CEO de Soundnodes, Marc Boitel est, lui, désireux de tester l’attractivité de ses produits. “Je ne cherche pas immédiatement à lever des fonds. Je veux avant tout voir si ce que l’on fait plait, raconte-t-il. Cela fait 35 ans que je travaille pour des groupes médias comme RTL, NRJ ou Nostalgie. Il y a une quinzaine d’années, nous avons développé une solution de reconnaissance automatique de contenus pour valider le passage des publicités à l’antenne. C’était un fameux défi de développer un produit ne commettant aucune erreur, cela nous a demandé six ans de R&D. Mais la radio, désormais, est en perte de vitesse et nous avons prolongé notre idée.”

“Je ne cherche pas immédiatement à lever des fonds, je veux avant tout voir si ce que l’on fait plaît.” – Marc Boitel, CEO de Soundnodes

Les besoins sont, en effet, plus importants que jamais en cette période de profusion de messages à travers les plateformes et les réseaux, notamment pour les sociétés de droits d’auteur. Soundnodes propose plusieurs petits boîtiers qui captent les sons en permanence et permettent de déceler précisément les sources de revenus.

“La redistribution était basée auparavant sur du déclaratif ou sur les chiffres de la radio, prolonge-t-il. Les Hallyday, Goldman et autres étaient payés sur cette base qui n’est plus du tout réelle. Notre outil de reconnaissance a été réinventé avec des intelligences artificielles développées à 100% par nos soins. Nous offrons une solution toute trouvée, que j’ai baptisée Radio Spy, pour décentraliser la capture des sons.” Sur une carte, Marc Boitel montre les lieux en Europe et aux États-Unis où ses boîtiers recensent déjà les diffusions des télévisions, radios, restaurants et autres discothèques. “Notre clientèle est potentiellement très vaste”, dit-il.

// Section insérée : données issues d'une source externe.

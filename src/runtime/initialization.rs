//! # Initialization
//!
//! Operator initialization: rustls setup, tracing, metrics, configuration,
//! server startup, Kubernetes client and Sentry client setup.

use crate::config::{self, ControllerConfig, ServerConfig};
use crate::controller::server::{start_server, ServerState};
use crate::crd::{Project, ProjectKey, SyncedResource, Team};
use crate::observability;
use crate::sentry::{SentryApi, SentryClient};
use anyhow::{anyhow, Context, Result};
use kube::api::{Api, ListParams};
use kube::{Client, ResourceExt};
use std::collections::BTreeMap;
use std::sync::atomic::Ordering;
use std::sync::Arc;
use std::time::{Duration, Instant};
use tracing::{error, info, warn};

/// Everything the controllers need to run
pub struct InitializationResult {
    /// Kubernetes client
    pub client: Client,
    /// Sentry API client shared by all kinds
    pub sentry: Arc<dyn SentryApi>,
    pub config: ControllerConfig,
    /// Server state for health checks
    pub server_state: Arc<ServerState>,
}

impl std::fmt::Debug for InitializationResult {
    fn fmt(&self, f: &mut std::fmt::Formatter<'_>) -> std::fmt::Result {
        f.debug_struct("InitializationResult")
            .field("config", &self.config)
            .field("server_state", &self.server_state)
            .finish_non_exhaustive()
    }
}

/// Initialize the operator runtime
///
/// This function handles:
/// - rustls crypto provider setup
/// - Tracing subscriber setup
/// - Configuration loading
/// - Metrics registration
/// - HTTP server startup
/// - Kubernetes and Sentry client creation
///
/// # Errors
///
/// Returns an error if configuration is incomplete or any client cannot be built.
pub async fn initialize() -> Result<InitializationResult> {
    // Must happen before anything opens a TLS connection
    if rustls::crypto::ring::default_provider()
        .install_default()
        .is_err()
    {
        warn!("rustls crypto provider was already installed");
    }

    tracing_subscriber::fmt()
        .with_env_filter(
            tracing_subscriber::EnvFilter::try_from_default_env()
                .unwrap_or_else(|_| "sentry_operator=info".into()),
        )
        .init();

    info!("Starting Sentry operator v{}", env!("CARGO_PKG_VERSION"));

    let (config, server_config) = config::load_config()?;
    info!(
        sentry.url = %config.sentry_url,
        sentry.organization = %config.organization,
        resync_interval_secs = config.resync_interval_secs,
        "Configuration loaded"
    );

    observability::metrics::register_metrics()?;

    let server_state = Arc::new(ServerState::default());
    let server_handle = {
        let state = Arc::clone(&server_state);
        let port = server_config.metrics_port;
        tokio::spawn(async move {
            if let Err(e) = start_server(port, state).await {
                error!("HTTP server error: {:#}", e);
            }
        })
    };
    wait_for_server_ready(&server_state, &server_handle, &server_config).await?;

    let client = Client::try_default()
        .await
        .context("Failed to create Kubernetes client")?;

    let sentry = SentryClient::new(
        &config.sentry_url,
        &config.sentry_token,
        config.request_timeout(),
    )?;
    info!("Sentry API at {}", sentry.api_root());

    log_startup_summary(&client).await;

    Ok(InitializationResult {
        client,
        sentry: Arc::new(sentry),
        config,
        server_state,
    })
}

/// Wait for the HTTP server to become ready
async fn wait_for_server_ready(
    server_state: &Arc<ServerState>,
    server_handle: &tokio::task::JoinHandle<()>,
    server_config: &ServerConfig,
) -> Result<()> {
    let startup_timeout = Duration::from_secs(server_config.startup_timeout_secs);
    let poll_interval = Duration::from_millis(server_config.poll_interval_ms);
    let start_time = Instant::now();

    loop {
        if server_handle.is_finished() {
            return Err(anyhow!("HTTP server failed to start"));
        }

        if server_state.is_ready.load(Ordering::Relaxed) {
            info!("HTTP server is ready and accepting connections");
            return Ok(());
        }

        if start_time.elapsed() > startup_timeout {
            return Err(anyhow!(
                "HTTP server failed to become ready within {} seconds",
                startup_timeout.as_secs()
            ));
        }

        tokio::time::sleep(poll_interval).await;
    }
}

/// Log how many objects of each kind exist, per namespace
///
/// Also tells early whether the CRDs are installed. Failures are logged only;
/// the controllers retry on their own.
async fn log_startup_summary(client: &Client) {
    summarize::<Team>(client, "Team").await;
    summarize::<Project>(client, "Project").await;
    summarize::<ProjectKey>(client, "ProjectKey").await;
}

async fn summarize<K: SyncedResource>(client: &Client, kind: &str) {
    let api: Api<K> = Api::all(client.clone());
    match api.list(&ListParams::default()).await {
        Ok(list) => {
            let mut by_namespace: BTreeMap<String, usize> = BTreeMap::new();
            for item in &list.items {
                *by_namespace
                    .entry(item.namespace().unwrap_or_else(|| "default".to_string()))
                    .or_default() += 1;
            }
            let synced = list.items.iter().filter(|item| item.has_synced()).count();
            info!(
                "Found {} existing {} resources ({} synced) in {} namespaces",
                list.items.len(),
                kind,
                synced,
                by_namespace.len()
            );
            for (namespace, count) in &by_namespace {
                info!("  {}: {}", namespace, count);
            }
        }
        Err(e) => {
            error!("{} CRD is not queryable; {}. Is the CRD installed?", kind, e);
            warn!("Installation: crdgen | kubectl apply -f -");
        }
    }
}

“Le Slush d’Helsinki est l’événement le plus adéquat pour mettre en valeur nos start-up, se félicitent Jérôme Bronckart et Guy Vanpaesschen. La recherche d’investisseurs privés y est inédite en Europe. Cela s’inscrit parfaitement dans la nouvelle stratégie de l’Awex où la recherche de capitaux est cruciale.” Parce que l’argent public, lui, devient limité.

“IQM, le maître d’Helsinki”

Si l’énergie vitale d’Helsinki est perceptible, c’est bien dans les locaux d’IQM, situés à quelques kilomètres du centre-ville, dans un bâtiment de bureaux typique de la Finlande où les sociétés se partagent l’espace. Née de l’ingéniosité d’étudiants, cette entreprise développe des ordinateurs quantiques qui essaiment déjà aux quatre coins du monde. Elle vient de mener une deuxième levée de fonds à 300 millions d’euros. Et son cofondateur, Juha Vartiainen, se félicite déjà de rivaliser avec les États-Unis et la Chine depuis la petite Finlande.

“En Finlande, nous avions l’habitude de ne penser que localement. Il était urgent de s’impliquer dans un business qui est forcément global.” – Juha Vartiainen, cofondateur d’IQM

Comment explique-t-il un tel succès ? La question l’amuse. “C’est le fruit de six années de recherche académique, nous dit-il. Quelques entreprises avaient commencé cela avant nous et donné naissance à un écosystème. Cela a développé un état d’esprit entrepreneurial qui n’existait pas forcément auparavant. Il s’agit, notamment, d’accepter l’échec pour mieux rebondir. Nos premières machines ont été opérationnelles en 2015 et la politique des taux zéro a permis notre développement. De façon générale, depuis cette époque-là, il y a un nombre croissant de licornes qui ont vu le jour en Europe. Nous avons changé d’échelle.”

Sa volonté de combattre à l’échelle mondiale avec les Américains et les Chinois ? “En Finlande, nous avions l’habitude de ne penser que localement, sourit-il. Nous nous sommes dit qu’il était urgent de s’impliquer dans un business qui est forcément global.”

C’est aussi simple que cela. Les petites entreprises belges n’en sont pas encore là. Mais elles ont peut-être puisé dans le bouillonnement d’Helsinki des raisons d’y croire.